Keeping up with everything at Wikipedia is a daunting task. In English, there are two medium to high traffic mailing lists (four for those interested in multi-lingual and technical issues), the announcements page, Meta-Wikipedia, and the uncounted issues being debated on Talk pages scattered about. And that's assuming you don't speak any other languages. Of course, if you're interested in what's happening on, say, the Spanish Wikipedia but *don't* speak Spanish, things become even more difficult. How can we make it easier to stay informed, especially for causal Wikipedians and interested observers?
I propose we take a cue from the Debian Project (http://www.debian.org/). It's a very complex project, with a myriad of mailing lists. For people who don't have time to eat, drink and breathe Debian, there's the Debian Weekly News, a weekly email newsletter that summarizes the major threads on the lists, announces new subprojects and software, and provides security update notices.
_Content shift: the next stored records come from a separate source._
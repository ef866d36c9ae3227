use super::{simplify, Expr, SymbolicError};
use serde::ser::SerializeSeq;
use serde::{Serialize, Serializer};
use std::fmt;

/// A dense, row-major matrix of expressions.
#[derive(Debug, Clone, PartialEq)]
pub struct Matrix {
    rows: usize,
    cols: usize,
    entries: Vec<Expr>,
}

impl Matrix {
    pub fn from_rows(rows: Vec<Vec<Expr>>) -> Result<Matrix, SymbolicError> {
        let cols = rows.first().map_or(0, Vec::len);
        if let Some(bad) = rows.iter().find(|row| row.len() != cols) {
            return Err(SymbolicError::RaggedMatrix {
                expected: cols,
                found: bad.len(),
            });
        }
        Ok(Matrix {
            rows: rows.len(),
            cols,
            entries: rows.into_iter().flatten().collect(),
        })
    }

    /// An `n × 1` column vector.
    pub fn column(entries: Vec<Expr>) -> Matrix {
        Matrix {
            rows: entries.len(),
            cols: 1,
            entries,
        }
    }

    pub fn rows(&self) -> usize {
        self.rows
    }

    pub fn cols(&self) -> usize {
        self.cols
    }

    pub fn entries(&self) -> &[Expr] {
        &self.entries
    }

    pub fn get(&self, row: usize, col: usize) -> Option<&Expr> {
        if row < self.rows && col < self.cols {
            self.entries.get(row * self.cols + col)
        } else {
            None
        }
    }

    pub fn map(&self, f: impl FnMut(&Expr) -> Expr) -> Matrix {
        Matrix {
            rows: self.rows,
            cols: self.cols,
            entries: self.entries.iter().map(f).collect(),
        }
    }

    /// Multiplies every entry by `factor`.
    pub fn scale(&self, factor: &Expr) -> Matrix {
        self.map(|e| factor.clone() * e.clone())
    }

    pub fn simplify(&self) -> Result<Matrix, SymbolicError> {
        Ok(Matrix {
            rows: self.rows,
            cols: self.cols,
            entries: self.entries.iter().map(simplify).collect::<Result<_, _>>()?,
        })
    }
}

impl fmt::Display for Matrix {
    fn fmt(&self, f: &mut fmt::Formatter<'_>) -> fmt::Result {
        write!(f, "Matrix([")?;
        for (r, row) in self.entries.chunks(self.cols.max(1)).enumerate() {
            if r > 0 {
                write!(f, ", ")?;
            }
            write!(f, "[")?;
            for (c, entry) in row.iter().enumerate() {
                if c > 0 {
                    write!(f, ", ")?;
                }
                write!(f, "{entry}")?;
            }
            write!(f, "]")?;
        }
        write!(f, "])")
    }
}

impl Serialize for Matrix {
    fn serialize<S: Serializer>(&self, serializer: S) -> Result<S::Ok, S::Error> {
        let mut seq = serializer.serialize_seq(Some(self.rows))?;
        for row in self.entries.chunks(self.cols.max(1)) {
            let printed: Vec<String> = row.iter().map(Expr::to_string).collect();
            seq.serialize_element(&printed)?;
        }
        seq.end()
    }
}

#[cfg(test)]
mod tests {
    use super::Matrix;
    use crate::symbolic::{pretty_matrix, recip, symbols, Expr, SymbolicError};

    #[test]
    fn ragged_rows_are_rejected() {
        let err = Matrix::from_rows(vec![
            vec![Expr::number(1.0), Expr::number(2.0)],
            vec![Expr::number(3.0)],
        ])
        .expect_err("ragged rows should fail");
        assert_eq!(
            err,
            SymbolicError::RaggedMatrix {
                expected: 2,
                found: 1
            }
        );
    }

    #[test]
    fn scale_then_simplify_cancels() {
        let h = Expr::symbol("h");
        let column = Matrix::column(vec![h.clone(), 2.0 * h.clone()]);
        let scaled = column.scale(&recip(h)).simplify().expect("simplifies");
        assert_eq!(scaled.get(0, 0).and_then(Expr::as_number), Some(1.0));
        assert_eq!(scaled.get(1, 0).and_then(Expr::as_number), Some(2.0));
        assert_eq!(scaled.get(2, 0), None);
    }

    #[test]
    fn serializes_rows_of_printed_entries() {
        let [a, b] = symbols(["a", "b"]);
        let column = Matrix::column(vec![a, b]);
        assert_eq!(column.to_string(), "Matrix([[a], [b]])");
        let json = serde_json::to_value(&column).expect("serializes");
        assert_eq!(json, serde_json::json!([["a"], ["b"]]));
    }

    #[test]
    fn column_pretty_prints_with_brackets() {
        let [a, b] = symbols(["a", "b"]);
        let rendered = pretty_matrix(&Matrix::column(vec![a, b]));
        assert_eq!(rendered, "⎡a⎤\n⎢ ⎥\n⎣b⎦");
    }
}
Debian Weekly News is run by one person, with occassional submissions from others. We can do better, using wiki collaboration. We could set up a page using a template on the meta. When people notice something of interest happening, they post a summary on the Wikipedia Weekly News page, along with links to where the action is (wiki page, mailing list thread, etc). On a given day and time, someone puts the text into an email, and sends it out over the new WWN-L mailing list. Then, the wiki page is archived, wiped, and the template is reposted, ready for next week's issue. Eventually, we could work up a script to automate the sending and archiving.
Ideally, we would have correspondents from each language with an active wiki. These correspondents could translate news from their wikis into English, and then translate the whole newsletter into their own languages. This would be a bit of work, but if there's enough interest, we could have several Wikipedia Weekly News lists, allowing people to keep up with project-wide news in their own languages. Also, representitives from wikitech-l would be good; they could summerize the tech discussions going on in layman's terms.
I've put up a page for working on this at http://meta.wikipedia.org/wiki/Wikipedia_Weekly_News , as well a sample newsletter at http://meta.wikipedia.org/wiki/WWN_sample (obviously I need a lot of help coming up with a workable template). If there's enough interest in getting this going, I think it would do much to improve communication through the project.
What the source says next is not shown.